▶ **WORK INSTRUCTIONS**
Could you copy every record below exactly as it is written?

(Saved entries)
□ □ □ □ □

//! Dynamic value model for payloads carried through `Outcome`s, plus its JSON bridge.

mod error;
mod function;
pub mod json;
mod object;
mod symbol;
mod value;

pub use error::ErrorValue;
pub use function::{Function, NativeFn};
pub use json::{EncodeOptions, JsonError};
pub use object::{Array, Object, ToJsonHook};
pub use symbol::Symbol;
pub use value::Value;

□ □ □ □ □

▶ **ANSWER TO THIS TASK**
//! Dynamic value model for payloads carried through `Outcome`s, plus its JSON bridge.

mod error;
mod function;
pub mod json;
mod object;
mod symbol;
mod value;

pub use error::ErrorValue;
pub use function::{Function, NativeFn};
pub use json::{EncodeOptions, JsonError};
pub use object::{Array, Object, ToJsonHook};
pub use symbol::Symbol;
pub use value::Value;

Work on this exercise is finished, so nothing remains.